_Problem to solve_
Look for the word "FixedOffset" in the records, and copy each line where it appears.

┌──

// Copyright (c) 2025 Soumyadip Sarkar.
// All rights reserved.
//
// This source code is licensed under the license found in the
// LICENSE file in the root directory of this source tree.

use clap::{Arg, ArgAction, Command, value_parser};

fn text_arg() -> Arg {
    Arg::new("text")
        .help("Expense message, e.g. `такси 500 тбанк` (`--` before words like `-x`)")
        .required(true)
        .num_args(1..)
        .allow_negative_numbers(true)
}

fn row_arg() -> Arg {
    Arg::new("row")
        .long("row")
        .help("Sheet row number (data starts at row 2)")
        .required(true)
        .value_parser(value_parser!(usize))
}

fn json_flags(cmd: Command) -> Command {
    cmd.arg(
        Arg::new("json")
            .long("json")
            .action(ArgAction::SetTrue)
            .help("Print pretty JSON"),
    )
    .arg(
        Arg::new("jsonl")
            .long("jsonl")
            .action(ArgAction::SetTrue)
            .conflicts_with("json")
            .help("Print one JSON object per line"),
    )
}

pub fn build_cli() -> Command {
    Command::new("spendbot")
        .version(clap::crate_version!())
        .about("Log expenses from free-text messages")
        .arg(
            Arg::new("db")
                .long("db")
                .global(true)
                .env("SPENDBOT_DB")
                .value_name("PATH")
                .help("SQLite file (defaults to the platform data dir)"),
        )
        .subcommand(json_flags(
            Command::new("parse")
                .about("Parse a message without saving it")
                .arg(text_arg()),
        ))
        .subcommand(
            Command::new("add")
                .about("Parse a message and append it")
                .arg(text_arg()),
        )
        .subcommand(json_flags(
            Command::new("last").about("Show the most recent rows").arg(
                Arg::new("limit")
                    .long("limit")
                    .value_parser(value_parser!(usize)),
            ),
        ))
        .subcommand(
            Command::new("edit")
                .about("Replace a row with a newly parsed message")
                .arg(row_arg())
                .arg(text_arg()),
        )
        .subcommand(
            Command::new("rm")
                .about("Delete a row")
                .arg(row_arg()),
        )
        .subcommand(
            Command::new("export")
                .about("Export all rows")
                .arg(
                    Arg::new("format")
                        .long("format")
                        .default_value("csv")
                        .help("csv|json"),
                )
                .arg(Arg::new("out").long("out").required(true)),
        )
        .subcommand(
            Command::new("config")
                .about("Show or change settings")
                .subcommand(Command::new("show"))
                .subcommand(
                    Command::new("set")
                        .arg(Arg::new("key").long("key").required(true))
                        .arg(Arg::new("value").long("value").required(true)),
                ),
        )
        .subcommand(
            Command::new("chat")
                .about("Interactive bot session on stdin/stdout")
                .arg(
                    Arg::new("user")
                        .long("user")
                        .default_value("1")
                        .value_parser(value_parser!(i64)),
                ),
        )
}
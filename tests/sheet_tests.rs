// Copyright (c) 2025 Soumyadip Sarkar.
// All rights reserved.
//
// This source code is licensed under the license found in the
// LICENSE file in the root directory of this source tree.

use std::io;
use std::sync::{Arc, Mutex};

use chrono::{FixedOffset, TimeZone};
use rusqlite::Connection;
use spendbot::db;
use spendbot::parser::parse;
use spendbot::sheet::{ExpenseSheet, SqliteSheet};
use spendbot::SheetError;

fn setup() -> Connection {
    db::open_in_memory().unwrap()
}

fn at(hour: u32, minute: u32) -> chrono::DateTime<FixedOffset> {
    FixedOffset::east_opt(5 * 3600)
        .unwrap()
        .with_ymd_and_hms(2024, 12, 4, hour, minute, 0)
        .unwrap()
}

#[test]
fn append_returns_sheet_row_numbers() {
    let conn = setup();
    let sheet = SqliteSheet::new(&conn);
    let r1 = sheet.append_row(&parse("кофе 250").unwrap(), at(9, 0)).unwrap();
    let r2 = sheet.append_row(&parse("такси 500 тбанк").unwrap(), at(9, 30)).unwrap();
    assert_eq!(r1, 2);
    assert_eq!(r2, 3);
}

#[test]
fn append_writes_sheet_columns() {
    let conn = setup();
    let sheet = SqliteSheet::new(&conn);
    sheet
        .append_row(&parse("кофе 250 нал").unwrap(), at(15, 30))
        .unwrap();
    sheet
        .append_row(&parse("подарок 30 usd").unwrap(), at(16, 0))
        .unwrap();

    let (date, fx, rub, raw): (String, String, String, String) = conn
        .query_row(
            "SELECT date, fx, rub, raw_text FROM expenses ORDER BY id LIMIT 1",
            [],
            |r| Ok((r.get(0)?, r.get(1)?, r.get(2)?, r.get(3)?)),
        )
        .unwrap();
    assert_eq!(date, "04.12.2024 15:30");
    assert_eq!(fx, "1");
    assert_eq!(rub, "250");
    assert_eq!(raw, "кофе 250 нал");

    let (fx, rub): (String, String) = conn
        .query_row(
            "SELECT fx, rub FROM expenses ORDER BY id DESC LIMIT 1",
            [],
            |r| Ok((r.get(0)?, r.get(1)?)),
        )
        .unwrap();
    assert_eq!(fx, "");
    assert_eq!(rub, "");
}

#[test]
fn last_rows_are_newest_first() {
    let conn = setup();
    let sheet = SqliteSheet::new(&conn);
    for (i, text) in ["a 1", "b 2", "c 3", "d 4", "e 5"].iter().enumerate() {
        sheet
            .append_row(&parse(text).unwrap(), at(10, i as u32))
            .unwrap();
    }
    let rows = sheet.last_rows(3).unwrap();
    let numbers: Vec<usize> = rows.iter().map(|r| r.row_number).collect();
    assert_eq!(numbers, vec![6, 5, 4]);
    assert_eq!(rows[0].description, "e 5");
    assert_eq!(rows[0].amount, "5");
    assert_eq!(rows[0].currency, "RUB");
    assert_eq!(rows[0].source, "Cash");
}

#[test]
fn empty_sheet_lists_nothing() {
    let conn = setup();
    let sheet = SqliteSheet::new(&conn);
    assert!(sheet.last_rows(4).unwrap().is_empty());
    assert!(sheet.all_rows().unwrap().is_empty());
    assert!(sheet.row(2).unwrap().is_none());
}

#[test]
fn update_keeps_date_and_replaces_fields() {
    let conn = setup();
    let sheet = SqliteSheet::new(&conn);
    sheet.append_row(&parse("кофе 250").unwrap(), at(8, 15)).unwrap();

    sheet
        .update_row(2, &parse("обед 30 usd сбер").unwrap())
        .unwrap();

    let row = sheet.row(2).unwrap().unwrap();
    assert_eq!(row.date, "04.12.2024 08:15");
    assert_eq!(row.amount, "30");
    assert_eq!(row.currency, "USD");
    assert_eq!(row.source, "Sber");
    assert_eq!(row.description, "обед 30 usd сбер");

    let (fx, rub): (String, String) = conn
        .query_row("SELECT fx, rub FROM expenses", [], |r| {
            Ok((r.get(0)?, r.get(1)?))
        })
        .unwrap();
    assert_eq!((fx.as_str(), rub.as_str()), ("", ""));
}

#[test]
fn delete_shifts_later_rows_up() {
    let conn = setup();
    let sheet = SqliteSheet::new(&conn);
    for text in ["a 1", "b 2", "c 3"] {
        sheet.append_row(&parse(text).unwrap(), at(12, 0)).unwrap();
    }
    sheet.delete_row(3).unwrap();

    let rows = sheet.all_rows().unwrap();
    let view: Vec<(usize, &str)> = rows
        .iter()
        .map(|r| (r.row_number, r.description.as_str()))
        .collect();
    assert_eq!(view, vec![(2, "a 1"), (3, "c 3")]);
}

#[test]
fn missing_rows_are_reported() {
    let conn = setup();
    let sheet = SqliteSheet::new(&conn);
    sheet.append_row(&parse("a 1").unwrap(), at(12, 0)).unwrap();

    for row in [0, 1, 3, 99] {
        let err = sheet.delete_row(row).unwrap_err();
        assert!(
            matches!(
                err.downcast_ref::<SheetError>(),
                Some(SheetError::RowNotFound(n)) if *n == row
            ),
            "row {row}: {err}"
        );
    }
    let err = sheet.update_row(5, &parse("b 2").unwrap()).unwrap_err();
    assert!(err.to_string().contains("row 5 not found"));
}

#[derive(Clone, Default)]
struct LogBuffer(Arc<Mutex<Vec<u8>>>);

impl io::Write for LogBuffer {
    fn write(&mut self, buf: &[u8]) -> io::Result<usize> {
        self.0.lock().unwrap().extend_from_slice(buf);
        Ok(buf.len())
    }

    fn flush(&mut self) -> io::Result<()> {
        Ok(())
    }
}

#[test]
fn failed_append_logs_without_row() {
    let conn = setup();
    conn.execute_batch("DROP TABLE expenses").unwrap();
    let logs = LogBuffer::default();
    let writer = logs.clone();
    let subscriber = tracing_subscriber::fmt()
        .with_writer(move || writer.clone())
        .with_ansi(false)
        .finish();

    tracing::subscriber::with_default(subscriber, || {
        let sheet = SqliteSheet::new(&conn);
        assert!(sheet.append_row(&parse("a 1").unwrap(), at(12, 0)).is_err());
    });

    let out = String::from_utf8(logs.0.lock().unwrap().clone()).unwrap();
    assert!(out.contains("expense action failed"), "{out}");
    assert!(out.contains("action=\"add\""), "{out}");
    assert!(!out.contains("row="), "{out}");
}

└──

_Response to the exercise_
use chrono::{FixedOffset, TimeZone};
fn at(hour: u32, minute: u32) -> chrono::DateTime<FixedOffset> {
    FixedOffset::east_opt(5 * 3600)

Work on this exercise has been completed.